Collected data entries
# # # #
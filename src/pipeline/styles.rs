//! Style stage.
//!
//! Bundled CSS is served from the output root, so relative font and image
//! paths written for nested stylesheets are rewritten to root-relative ones.
//! Per-file errors are logged and that file contributes nothing.

use std::sync::LazyLock;

use regex::{Captures, Regex};

use crate::asset::minify::{is_minified, minify_css};
use crate::config::VendorLayout;
use crate::transform::preprocess;
use crate::utils::plural_count;
use crate::{debug, log};

use super::{BuildContext, run_ordered};

static IONICONS: LazyLock<Regex> =
    LazyLock::new(|| Regex::new(r#"url\((['"]?)(?:\.\./)+fonts/ionicons"#).unwrap());
static FONT_AWESOME: LazyLock<Regex> = LazyLock::new(|| {
    Regex::new(r#"url\((['"]?)(?:\.\./)+fonts/fontawesome-webfont"#).unwrap()
});
static IMAGES: LazyLock<Regex> = LazyLock::new(|| Regex::new(r"(?:\.\./)+img/").unwrap());
static FONTS: LazyLock<Regex> = LazyLock::new(|| Regex::new(r"(?:\.\./)+fonts/").unwrap());

/// Apply the four path rewrites, in order.
pub fn rewrite_style_paths(css: &str, vendor: &VendorLayout) -> String {
    let ionicons = vendor.ionicons_fonts();
    let font_awesome = vendor.font_awesome_fonts();

    let css = IONICONS.replace_all(css, |caps: &Captures| {
        format!("url({}{ionicons}ionicons", &caps[1])
    });
    let css = FONT_AWESOME.replace_all(&css, |caps: &Captures| {
        format!("url({}{font_awesome}fontawesome-webfont", &caps[1])
    });
    let css = IMAGES.replace_all(&css, "img/");
    FONTS.replace_all(&css, "fonts/").into_owned()
}

/// Process every referenced stylesheet and concatenate them in reference order.
///
/// Only a failed task fails the stage.
pub async fn process_styles(ctx: &BuildContext, links: &[String]) -> Result<String, String> {
    let bodies = run_ordered(links.iter().cloned(), |_, reference| {
        let ctx = ctx.clone();
        async move { process_style(&ctx, reference).await }
    })
    .await
    .map_err(|e| format!("style task failed: {e}"))?;

    // A failed stylesheet keeps its slot as an empty entry
    let bundled = bodies.iter().filter(|body| body.is_some()).count();
    let bodies: Vec<String> = bodies.into_iter().map(Option::unwrap_or_default).collect();
    debug!("styles"; "bundled {}", plural_count(bundled, "stylesheet"));
    Ok(bodies.join("\n"))
}

async fn process_style(ctx: &BuildContext, reference: String) -> Option<String> {
    let config = &ctx.config;

    let Some(mapped) = ctx.mapper().map(&reference) else {
        log!("warn"; "stylesheet {} is not under the source root, skipped", reference);
        return None;
    };

    let source = match tokio::fs::read_to_string(&mapped.origin).await {
        Ok(source) => source,
        Err(e) => {
            log!("error"; "cannot read stylesheet {}: {}", mapped.relative, e);
            return None;
        }
    };

    let source = if config.options.preprocess_resources {
        match preprocess(&source, config.preprocess_context()) {
            Ok(source) => source,
            Err(e) => {
                log!("error"; "{}: {}", mapped.relative, e);
                return None;
            }
        }
    } else {
        source
    };

    let css = rewrite_style_paths(&source, &config.vendor);

    if config.options.skip_resource_compression || is_minified(&mapped.origin) {
        return Some(css);
    }
    match minify_css(&css) {
        Some(min) => Some(min),
        None => {
            log!("error"; "cannot minify stylesheet {}", mapped.relative);
            None
        }
    }
}
//! Extended HTML lint report.
//!
//! Written to `logs/<name>-report.html` when `--extended-report` is set and
//! the run produced messages, then handed to the platform viewer.

use std::fmt::Write as _;
use std::fs;
use std::path::{Path, PathBuf};
use std::process::{Command, Stdio};

use anyhow::{Context, Result};

use super::{LintReport, Severity};
use crate::utils::html::escape;
use crate::utils::plural_count;
use crate::{debug, log};

/// Viewers tried in order.
const OPENERS: &[&str] = &["xdg-open", "open"];

/// Render `report` as a standalone HTML page.
pub fn render(name: &str, report: &LintReport) -> String {
    let mut html = String::with_capacity(1024);
    let title = format!("{} lint report", escape(name));

    html.push_str("<!DOCTYPE html>\n<html>\n<head>\n<meta charset=\"utf-8\">\n");
    let _ = writeln!(html, "<title>{title}</title>");
    html.push_str(
        "<style>body{font-family:sans-serif;margin:2em}\
         td{padding:2px 8px;font-family:monospace}\
         .error{color:#c00}.warning{color:#b80}</style>\n",
    );
    html.push_str("</head>\n<body>\n");
    let _ = writeln!(html, "<h1>{title}</h1>");
    let _ = writeln!(
        html,
        "<p>{} in {}</p>",
        plural_count(report.total(), "message"),
        plural_count(report.file_count(), "file")
    );

    for (path, messages) in report.entries() {
        let _ = writeln!(html, "<h2>{}</h2>", escape(&path.display().to_string()));
        html.push_str("<table>\n");
        for msg in messages {
            let class = match msg.severity {
                Severity::Error => "error",
                Severity::Warning => "warning",
            };
            let _ = writeln!(
                html,
                "<tr class=\"{class}\"><td>{}:{}</td><td>{}</td><td>{}</td><td>{}</td></tr>",
                msg.line,
                msg.column,
                msg.severity.label(),
                escape(&msg.text),
                msg.rule
            );
        }
        html.push_str("</table>\n");
    }

    html.push_str("</body>\n</html>\n");
    html
}

/// Write the report for `name` under `logs_dir`, returning its path.
pub fn write_report(logs_dir: &Path, name: &str, report: &LintReport) -> Result<PathBuf> {
    fs::create_dir_all(logs_dir)
        .with_context(|| format!("failed to create {}", logs_dir.display()))?;
    let path = logs_dir.join(format!("{name}-report.html"));
    fs::write(&path, render(name, report))
        .with_context(|| format!("failed to write {}", path.display()))?;
    Ok(path)
}

/// Open a report in the platform viewer without waiting for it.
pub fn open_report(path: &Path) {
    let Some(opener) = OPENERS.iter().find_map(|cmd| which::which(cmd).ok()) else {
        log!("lint"; "report written to {}", path.display());
        return;
    };

    let spawned = Command::new(&opener)
        .arg(path)
        .stdin(Stdio::null())
        .stdout(Stdio::null())
        .stderr(Stdio::null())
        .spawn();
    match spawned {
        Ok(_) => debug!("lint"; "opened {} with {}", path.display(), opener.display()),
        Err(e) => log!("warn"; "could not open {}: {}", path.display(), e),
    }
}

/// Write and open the report when requested and there is something to show.
pub fn publish(logs_dir: &Path, name: &str, report: &LintReport) {
    if report.is_clean() {
        return;
    }
    match write_report(logs_dir, name, report) {
        Ok(path) => open_report(&path),
        Err(e) => log!("warn"; "{:#}", e),
    }
}

#[cfg(test)]
mod tests {
    use super::*;
    use crate::lint::LintMessage;
    use tempfile::TempDir;

    fn sample() -> LintReport {
        let mut report = LintReport::new();
        report.push(
            "templates/home.html",
            vec![LintMessage::error("tag-pair", (3, 5), "tag <div> is not closed")],
        );
        report
    }

    #[test]
    fn test_render_escapes_text() {
        let html = render("templates", &sample());
        assert!(html.contains("<title>templates lint report</title>"));
        assert!(html.contains("tag &lt;div&gt; is not closed"));
        assert!(html.contains("<td>3:5</td>"));
        assert!(html.contains("1 message in 1 file"));
    }

    #[test]
    fn test_write_report_path() {
        let dir = TempDir::new().unwrap();
        let logs = dir.path().join("logs");
        let path = write_report(&logs, "scripts", &sample()).unwrap();
        assert_eq!(path, logs.join("scripts-report.html"));
        assert!(fs::read_to_string(path).unwrap().contains("tag-pair"));
    }
}
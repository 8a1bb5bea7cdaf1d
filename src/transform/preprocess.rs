//! Directive preprocessor.
//!
//! Block directives sit alone on a line, in any of the three comment forms:
//!
//! ```text
//! // @if NODE_ENV == 'production'
//! /* @ifdef DEBUG */
//! <!-- @ifndef ANGULAR_DEBUG -->
//! ... // @endif
//! ```
//!
//! `@exclude` / `@endexclude` always drop their content. `@echo NAME` is
//! replaced inline by the symbol's value (empty when undefined).

use std::sync::LazyLock;

use regex::{Captures, Regex};
use thiserror::Error;

use crate::config::PreprocessContext;

static BLOCK_DIRECTIVE: LazyLock<Regex> = LazyLock::new(|| {
    Regex::new(
        r"^\s*(?://|/\*|<!--)\s*@(ifdef|ifndef|if|endif|exclude|endexclude)\b\s*(.*?)\s*(?:\*/|-->)?\s*$",
    )
    .unwrap()
});
static ECHO: LazyLock<Regex> = LazyLock::new(|| {
    Regex::new(r"(?://|/\*|<!--)\s*@echo\s+([A-Za-z_][A-Za-z0-9_]*)\s*(?:\*/|-->)?").unwrap()
});
static SYMBOL: LazyLock<Regex> =
    LazyLock::new(|| Regex::new(r"^(!)?\s*([A-Za-z_][A-Za-z0-9_]*)$").unwrap());
static COMPARISON: LazyLock<Regex> = LazyLock::new(|| {
    Regex::new(r#"^([A-Za-z_][A-Za-z0-9_]*)\s*(==|!=)\s*(?:'([^']*)'|"([^"]*)")$"#).unwrap()
});

#[derive(Debug, Clone, PartialEq, Eq, Error)]
pub enum PreprocessError {
    #[error("line {line}: `@{directive}` has no matching opening directive")]
    Unmatched { line: usize, directive: &'static str },

    #[error("line {line}: `@{directive}` block is never closed")]
    Unterminated { line: usize, directive: String },

    #[error("line {line}: cannot evaluate `@if {expr}`")]
    BadExpression { line: usize, expr: String },
}

#[derive(Debug)]
enum Frame {
    Condition { line: usize, directive: String, active: bool },
    Exclude { line: usize },
}

impl Frame {
    fn active(&self) -> bool {
        match self {
            Self::Condition { active, .. } => *active,
            Self::Exclude { .. } => false,
        }
    }
}

/// Evaluate every directive in `source` against `ctx`.
pub fn preprocess(source: &str, ctx: &PreprocessContext) -> Result<String, PreprocessError> {
    let mut out = String::with_capacity(source.len());
    let mut stack: Vec<Frame> = Vec::new();

    for (idx, line) in source.split_inclusive('\n').enumerate() {
        let line_no = idx + 1;
        let including = stack.iter().all(Frame::active);

        let Some(caps) = BLOCK_DIRECTIVE.captures(line) else {
            if including {
                out.push_str(&echo(line, ctx));
            }
            continue;
        };

        let directive = &caps[1];
        let argument = caps[2].trim();
        match directive {
            "if" => {
                let active = evaluate(argument, ctx).ok_or_else(|| {
                    PreprocessError::BadExpression {
                        line: line_no,
                        expr: argument.to_string(),
                    }
                })?;
                stack.push(condition(line_no, directive, active));
            }
            "ifdef" => stack.push(condition(line_no, directive, ctx.is_defined(argument))),
            "ifndef" => stack.push(condition(line_no, directive, !ctx.is_defined(argument))),
            "exclude" => stack.push(Frame::Exclude { line: line_no }),
            "endif" => match stack.pop() {
                Some(Frame::Condition { .. }) => {}
                _ => {
                    return Err(PreprocessError::Unmatched {
                        line: line_no,
                        directive: "endif",
                    });
                }
            },
            _ => match stack.pop() {
                Some(Frame::Exclude { .. }) => {}
                _ => {
                    return Err(PreprocessError::Unmatched {
                        line: line_no,
                        directive: "endexclude",
                    });
                }
            },
        }
    }

    match stack.pop() {
        None => Ok(out),
        Some(Frame::Condition { line, directive, .. }) => {
            Err(PreprocessError::Unterminated { line, directive })
        }
        Some(Frame::Exclude { line }) => Err(PreprocessError::Unterminated {
            line,
            directive: "exclude".to_string(),
        }),
    }
}

fn condition(line: usize, directive: &str, active: bool) -> Frame {
    Frame::Condition {
        line,
        directive: directive.to_string(),
        active,
    }
}

/// `NAME`, `!NAME`, `NAME == 'v'`, `NAME != 'v'`.
fn evaluate(expr: &str, ctx: &PreprocessContext) -> Option<bool> {
    if let Some(caps) = SYMBOL.captures(expr) {
        let truthy = is_truthy(ctx.get(&caps[2]));
        return Some(truthy != caps.get(1).is_some());
    }

    let caps = COMPARISON.captures(expr)?;
    let expected = caps.get(3).or_else(|| caps.get(4))?.as_str();
    let equal = ctx.get(&caps[1]) == Some(expected);
    Some(if &caps[2] == "==" { equal } else { !equal })
}

#[inline]
fn is_truthy(value: Option<&str>) -> bool {
    value.is_some_and(|v| !v.is_empty() && v != "false")
}

fn echo(line: &str, ctx: &PreprocessContext) -> String {
    ECHO.replace_all(line, |caps: &Captures| {
        ctx.get(&caps[1]).unwrap_or_default().to_string()
    })
    .into_owned()
}
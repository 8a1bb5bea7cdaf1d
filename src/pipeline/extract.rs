//! Resource discovery in the entry document.
//!
//! Script `src` and stylesheet `href` references are collected in document
//! order; that order is the concatenation order of the bundles. The
//! normalized markup gains `ng-strict-di` on the application root.

use std::sync::LazyLock;

use regex::{Captures, Regex};
use thiserror::Error;

use crate::asset::strip_query;
use crate::lint::structure_errors;

static NG_APP_TAG: LazyLock<Regex> = LazyLock::new(|| {
    Regex::new(r#"<([A-Za-z][A-Za-z0-9:_-]*)(\s(?:[^>"']|"[^"]*"|'[^']*')*?\bng-app\b(?:[^>"']|"[^"]*"|'[^']*')*?)(\s*/?)>"#)
        .unwrap()
});
static STRICT_DI: LazyLock<Regex> = LazyLock::new(|| Regex::new(r"\bng-strict-di\b").unwrap());

const STRICT_DI_ATTR: &str = "ng-strict-di";

#[derive(Debug, Clone, PartialEq, Eq, Error)]
pub enum ExtractError {
    #[error("{line}:{column} {message}")]
    Malformed {
        line: usize,
        column: usize,
        message: String,
    },

    #[error("cannot parse markup: {0}")]
    Parse(String),
}

/// Script and stylesheet references in markup order.
#[derive(Debug, Clone, Default, PartialEq, Eq)]
pub struct ResourceList {
    pub scripts: Vec<String>,
    pub links: Vec<String>,
}

impl ResourceList {
    pub fn is_empty(&self) -> bool {
        self.scripts.is_empty() && self.links.is_empty()
    }
}

/// Result of extracting the entry document.
#[derive(Debug, Clone, PartialEq, Eq)]
pub struct ExtractedEntry {
    pub resources: ResourceList,
    pub markup: String,
}

/// Parse the entry document and collect its references.
///
/// Unbalanced markup fails the whole extraction.
pub fn extract_resources(markup: &str) -> Result<ExtractedEntry, ExtractError> {
    if let Some(first) = structure_errors(markup).into_iter().next() {
        return Err(ExtractError::Malformed {
            line: first.line,
            column: first.column,
            message: first.text,
        });
    }

    Ok(ExtractedEntry {
        resources: scan_references(markup)?,
        markup: add_strict_di(markup),
    })
}

/// Collect `<script src>` and stylesheet `<link href>` values in order.
pub fn scan_references(markup: &str) -> Result<ResourceList, ExtractError> {
    let dom = tl::parse(markup, tl::ParserOptions::default())
        .map_err(|e| ExtractError::Parse(format!("{e:?}")))?;
    let parser = dom.parser();

    let mut list = ResourceList::default();
    for handle in dom.children() {
        collect(*handle, parser, &mut list);
    }
    Ok(list)
}

fn collect(handle: tl::NodeHandle, parser: &tl::Parser, list: &mut ResourceList) {
    let Some(tl::Node::Tag(tag)) = handle.get(parser) else {
        return;
    };

    let name = tag.name().as_utf8_str().to_ascii_lowercase();
    match name.as_str() {
        "script" => {
            if let Some(src) = attribute(tag, "src").filter(|s| !s.trim().is_empty()) {
                list.scripts.push(src);
            }
        }
        "link" => {
            if let Some(href) = attribute(tag, "href").filter(|h| is_stylesheet(h)) {
                list.links.push(href);
            }
        }
        _ => {}
    }

    for child in tag.children().top().iter() {
        collect(*child, parser, list);
    }
}

fn attribute(tag: &tl::HTMLTag, name: &str) -> Option<String> {
    tag.attributes()
        .iter()
        .find(|(key, _)| key.eq_ignore_ascii_case(name))
        .and_then(|(_, value)| value.map(|v| v.trim().to_string()))
}

fn is_stylesheet(href: &str) -> bool {
    strip_query(href).to_ascii_lowercase().ends_with(".css")
}

/// Add `ng-strict-di` to the first element carrying `ng-app`.
fn add_strict_di(markup: &str) -> String {
    NG_APP_TAG
        .replacen(markup, 1, |caps: &Captures| {
            if STRICT_DI.is_match(&caps[2]) {
                caps[0].to_string()
            } else {
                format!("<{}{} {STRICT_DI_ATTR}{}>", &caps[1], &caps[2], &caps[3])
            }
        })
        .into_owned()
}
# # # #
### Your assignment
Wherever the string "trim" occurs in the records above, copy that line.

### Exercise solution
        let argument = caps[2].trim();
            if let Some(src) = attribute(tag, "src").filter(|s| !s.trim().is_empty()) {
        .and_then(|(_, value)| value.map(|v| v.trim().to_string()))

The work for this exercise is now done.